### BRIEF
Pull out every line in the data that has the string "bearer" in it.

:::::

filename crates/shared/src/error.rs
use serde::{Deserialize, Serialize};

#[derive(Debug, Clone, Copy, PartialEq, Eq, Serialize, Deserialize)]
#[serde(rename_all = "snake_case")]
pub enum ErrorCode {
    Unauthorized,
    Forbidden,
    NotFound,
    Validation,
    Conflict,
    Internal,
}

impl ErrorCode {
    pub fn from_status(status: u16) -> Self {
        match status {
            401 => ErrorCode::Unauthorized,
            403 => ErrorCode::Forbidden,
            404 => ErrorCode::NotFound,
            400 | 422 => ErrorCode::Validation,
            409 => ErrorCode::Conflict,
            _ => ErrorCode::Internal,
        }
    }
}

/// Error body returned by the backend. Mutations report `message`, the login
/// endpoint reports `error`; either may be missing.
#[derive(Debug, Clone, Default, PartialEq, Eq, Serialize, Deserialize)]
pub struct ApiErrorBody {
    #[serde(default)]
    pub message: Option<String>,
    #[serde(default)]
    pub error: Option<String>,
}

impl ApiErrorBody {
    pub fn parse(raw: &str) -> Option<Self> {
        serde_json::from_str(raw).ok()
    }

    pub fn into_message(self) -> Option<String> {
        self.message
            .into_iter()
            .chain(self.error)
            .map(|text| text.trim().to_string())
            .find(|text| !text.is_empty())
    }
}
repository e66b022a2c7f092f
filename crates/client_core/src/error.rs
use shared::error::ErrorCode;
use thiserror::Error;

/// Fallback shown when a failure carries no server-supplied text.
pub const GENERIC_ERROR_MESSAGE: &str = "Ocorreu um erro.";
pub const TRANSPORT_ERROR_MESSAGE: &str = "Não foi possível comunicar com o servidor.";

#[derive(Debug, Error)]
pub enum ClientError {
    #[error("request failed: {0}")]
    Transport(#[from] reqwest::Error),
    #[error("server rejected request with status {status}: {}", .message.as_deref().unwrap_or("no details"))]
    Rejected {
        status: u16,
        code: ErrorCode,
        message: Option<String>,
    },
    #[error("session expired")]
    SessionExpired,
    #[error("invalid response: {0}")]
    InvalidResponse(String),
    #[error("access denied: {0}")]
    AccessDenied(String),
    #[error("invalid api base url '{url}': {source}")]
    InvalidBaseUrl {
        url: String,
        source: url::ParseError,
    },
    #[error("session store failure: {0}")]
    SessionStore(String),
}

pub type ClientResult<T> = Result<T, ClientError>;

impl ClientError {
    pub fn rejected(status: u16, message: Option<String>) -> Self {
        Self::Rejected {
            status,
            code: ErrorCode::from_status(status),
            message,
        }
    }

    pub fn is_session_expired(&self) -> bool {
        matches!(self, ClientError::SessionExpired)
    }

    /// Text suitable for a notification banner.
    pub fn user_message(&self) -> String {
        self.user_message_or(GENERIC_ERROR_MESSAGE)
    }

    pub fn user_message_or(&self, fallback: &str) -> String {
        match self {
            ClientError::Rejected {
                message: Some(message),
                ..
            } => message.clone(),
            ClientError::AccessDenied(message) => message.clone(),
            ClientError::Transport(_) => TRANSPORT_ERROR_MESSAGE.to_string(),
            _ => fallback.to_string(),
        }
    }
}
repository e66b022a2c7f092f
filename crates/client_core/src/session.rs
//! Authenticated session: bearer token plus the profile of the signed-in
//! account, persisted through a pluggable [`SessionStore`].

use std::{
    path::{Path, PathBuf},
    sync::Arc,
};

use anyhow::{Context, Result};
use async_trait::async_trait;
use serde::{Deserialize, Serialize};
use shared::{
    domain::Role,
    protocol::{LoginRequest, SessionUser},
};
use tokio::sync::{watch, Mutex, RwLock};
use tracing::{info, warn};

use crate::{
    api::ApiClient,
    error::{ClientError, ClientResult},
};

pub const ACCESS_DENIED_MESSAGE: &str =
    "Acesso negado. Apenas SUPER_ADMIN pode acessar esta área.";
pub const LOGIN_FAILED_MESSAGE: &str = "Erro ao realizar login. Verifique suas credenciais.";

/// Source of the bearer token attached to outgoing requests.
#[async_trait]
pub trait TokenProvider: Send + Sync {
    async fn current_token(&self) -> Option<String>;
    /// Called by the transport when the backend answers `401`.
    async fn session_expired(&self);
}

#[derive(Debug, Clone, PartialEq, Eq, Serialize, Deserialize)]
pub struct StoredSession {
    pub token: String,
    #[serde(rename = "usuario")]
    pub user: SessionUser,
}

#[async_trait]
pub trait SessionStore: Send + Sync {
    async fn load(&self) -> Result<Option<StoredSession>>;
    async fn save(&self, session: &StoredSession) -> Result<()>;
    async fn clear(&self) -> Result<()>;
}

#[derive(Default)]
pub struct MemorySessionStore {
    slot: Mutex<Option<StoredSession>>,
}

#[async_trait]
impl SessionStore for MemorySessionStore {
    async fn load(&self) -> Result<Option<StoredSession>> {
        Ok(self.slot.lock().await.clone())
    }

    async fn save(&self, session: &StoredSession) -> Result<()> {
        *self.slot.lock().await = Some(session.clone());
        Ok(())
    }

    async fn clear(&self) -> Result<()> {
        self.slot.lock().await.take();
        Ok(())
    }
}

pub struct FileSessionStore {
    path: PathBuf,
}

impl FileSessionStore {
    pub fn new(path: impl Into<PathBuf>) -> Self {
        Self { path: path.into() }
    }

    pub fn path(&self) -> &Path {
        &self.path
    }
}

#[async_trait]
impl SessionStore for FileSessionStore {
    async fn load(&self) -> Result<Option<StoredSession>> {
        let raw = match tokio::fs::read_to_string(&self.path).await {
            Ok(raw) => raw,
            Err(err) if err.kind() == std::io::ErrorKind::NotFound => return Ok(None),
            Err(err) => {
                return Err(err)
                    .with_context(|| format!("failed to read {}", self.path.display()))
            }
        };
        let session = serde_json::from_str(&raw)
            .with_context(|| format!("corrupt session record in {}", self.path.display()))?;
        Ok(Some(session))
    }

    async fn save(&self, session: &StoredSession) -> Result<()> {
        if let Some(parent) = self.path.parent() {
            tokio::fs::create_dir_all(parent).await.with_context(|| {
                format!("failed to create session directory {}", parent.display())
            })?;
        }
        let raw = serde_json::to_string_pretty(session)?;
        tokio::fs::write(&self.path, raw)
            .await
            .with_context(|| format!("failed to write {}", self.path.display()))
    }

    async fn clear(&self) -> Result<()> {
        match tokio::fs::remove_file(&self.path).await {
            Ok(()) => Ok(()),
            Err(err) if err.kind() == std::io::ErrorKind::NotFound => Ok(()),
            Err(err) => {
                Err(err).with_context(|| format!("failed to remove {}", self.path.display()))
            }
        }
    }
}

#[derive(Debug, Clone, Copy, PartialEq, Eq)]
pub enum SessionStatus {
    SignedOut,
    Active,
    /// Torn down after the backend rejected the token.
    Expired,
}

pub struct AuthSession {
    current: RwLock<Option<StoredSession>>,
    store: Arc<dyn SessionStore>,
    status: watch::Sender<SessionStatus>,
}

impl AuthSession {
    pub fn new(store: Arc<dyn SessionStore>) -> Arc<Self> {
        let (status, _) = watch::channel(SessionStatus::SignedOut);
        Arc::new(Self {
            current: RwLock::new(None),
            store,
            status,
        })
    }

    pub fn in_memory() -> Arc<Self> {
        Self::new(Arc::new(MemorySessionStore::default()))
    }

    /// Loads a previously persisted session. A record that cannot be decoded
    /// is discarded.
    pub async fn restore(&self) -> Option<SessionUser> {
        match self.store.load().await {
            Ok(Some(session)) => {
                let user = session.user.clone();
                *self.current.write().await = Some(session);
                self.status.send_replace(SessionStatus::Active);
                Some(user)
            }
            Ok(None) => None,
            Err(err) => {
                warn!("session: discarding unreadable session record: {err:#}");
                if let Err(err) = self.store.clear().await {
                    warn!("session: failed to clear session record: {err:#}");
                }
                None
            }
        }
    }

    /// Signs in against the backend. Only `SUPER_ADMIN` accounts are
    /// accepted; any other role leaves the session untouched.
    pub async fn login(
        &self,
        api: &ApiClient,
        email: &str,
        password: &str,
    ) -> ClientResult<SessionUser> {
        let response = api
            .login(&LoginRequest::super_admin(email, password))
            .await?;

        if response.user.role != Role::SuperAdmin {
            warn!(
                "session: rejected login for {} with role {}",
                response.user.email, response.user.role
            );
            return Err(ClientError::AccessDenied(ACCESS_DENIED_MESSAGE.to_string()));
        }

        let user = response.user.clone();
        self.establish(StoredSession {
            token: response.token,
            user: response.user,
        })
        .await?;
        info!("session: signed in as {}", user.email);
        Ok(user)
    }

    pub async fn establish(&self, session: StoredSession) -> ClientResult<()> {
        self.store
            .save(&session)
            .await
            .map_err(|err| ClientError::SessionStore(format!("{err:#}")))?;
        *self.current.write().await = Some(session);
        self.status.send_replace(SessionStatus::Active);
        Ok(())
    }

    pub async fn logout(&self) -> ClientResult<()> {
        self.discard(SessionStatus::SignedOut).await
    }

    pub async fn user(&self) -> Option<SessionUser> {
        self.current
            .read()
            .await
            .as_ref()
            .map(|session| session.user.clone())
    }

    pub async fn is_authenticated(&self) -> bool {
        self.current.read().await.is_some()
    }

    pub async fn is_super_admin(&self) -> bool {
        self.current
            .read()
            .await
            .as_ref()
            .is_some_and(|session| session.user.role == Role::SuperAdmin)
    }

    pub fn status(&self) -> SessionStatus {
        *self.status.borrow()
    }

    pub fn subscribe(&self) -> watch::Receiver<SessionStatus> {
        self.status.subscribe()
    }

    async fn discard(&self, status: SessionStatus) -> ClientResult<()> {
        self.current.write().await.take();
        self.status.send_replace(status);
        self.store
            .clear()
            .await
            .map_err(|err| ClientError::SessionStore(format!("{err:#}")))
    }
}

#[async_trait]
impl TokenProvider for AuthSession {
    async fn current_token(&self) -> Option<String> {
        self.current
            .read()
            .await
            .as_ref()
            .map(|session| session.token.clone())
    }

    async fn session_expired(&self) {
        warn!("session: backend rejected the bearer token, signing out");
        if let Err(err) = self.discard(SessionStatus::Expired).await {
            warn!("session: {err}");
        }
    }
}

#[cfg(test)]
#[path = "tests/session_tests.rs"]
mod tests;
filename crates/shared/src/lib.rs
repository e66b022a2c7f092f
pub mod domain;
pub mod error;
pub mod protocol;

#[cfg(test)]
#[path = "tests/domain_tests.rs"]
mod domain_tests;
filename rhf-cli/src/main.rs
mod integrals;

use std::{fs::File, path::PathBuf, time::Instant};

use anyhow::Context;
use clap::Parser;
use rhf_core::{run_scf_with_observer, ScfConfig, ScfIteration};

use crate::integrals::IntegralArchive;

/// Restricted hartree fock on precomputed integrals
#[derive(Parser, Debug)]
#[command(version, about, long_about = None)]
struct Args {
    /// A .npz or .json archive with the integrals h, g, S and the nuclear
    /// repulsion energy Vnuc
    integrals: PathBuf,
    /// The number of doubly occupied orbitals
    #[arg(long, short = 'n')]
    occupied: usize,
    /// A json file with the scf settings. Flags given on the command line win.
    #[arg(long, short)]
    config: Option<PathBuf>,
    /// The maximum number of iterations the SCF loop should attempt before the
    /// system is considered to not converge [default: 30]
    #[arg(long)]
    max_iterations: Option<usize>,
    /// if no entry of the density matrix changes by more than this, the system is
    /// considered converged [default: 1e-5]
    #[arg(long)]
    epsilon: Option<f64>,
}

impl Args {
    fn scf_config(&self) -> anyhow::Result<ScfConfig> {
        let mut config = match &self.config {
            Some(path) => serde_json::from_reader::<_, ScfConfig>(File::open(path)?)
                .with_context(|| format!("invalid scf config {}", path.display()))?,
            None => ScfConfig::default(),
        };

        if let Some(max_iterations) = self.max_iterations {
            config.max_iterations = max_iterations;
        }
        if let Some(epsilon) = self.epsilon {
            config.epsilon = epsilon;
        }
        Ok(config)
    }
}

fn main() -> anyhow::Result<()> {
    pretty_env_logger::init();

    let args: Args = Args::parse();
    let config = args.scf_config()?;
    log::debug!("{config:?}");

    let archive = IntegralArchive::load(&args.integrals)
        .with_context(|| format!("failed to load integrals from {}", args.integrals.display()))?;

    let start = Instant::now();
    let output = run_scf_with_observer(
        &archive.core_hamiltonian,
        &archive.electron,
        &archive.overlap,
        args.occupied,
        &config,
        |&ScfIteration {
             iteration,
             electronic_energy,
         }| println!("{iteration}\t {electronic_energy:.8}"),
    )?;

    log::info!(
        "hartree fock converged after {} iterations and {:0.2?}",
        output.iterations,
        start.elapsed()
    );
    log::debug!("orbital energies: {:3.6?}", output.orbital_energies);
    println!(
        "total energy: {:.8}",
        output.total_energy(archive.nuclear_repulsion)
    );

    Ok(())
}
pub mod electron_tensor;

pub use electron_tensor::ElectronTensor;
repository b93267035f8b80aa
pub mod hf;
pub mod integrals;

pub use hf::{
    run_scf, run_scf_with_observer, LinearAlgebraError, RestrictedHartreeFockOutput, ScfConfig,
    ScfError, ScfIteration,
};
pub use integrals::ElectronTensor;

:::::

### ANSWER BOX
//! Authenticated session: bearer token plus the profile of the signed-in
/// Source of the bearer token attached to outgoing requests.
        warn!("session: backend rejected the bearer token, signing out");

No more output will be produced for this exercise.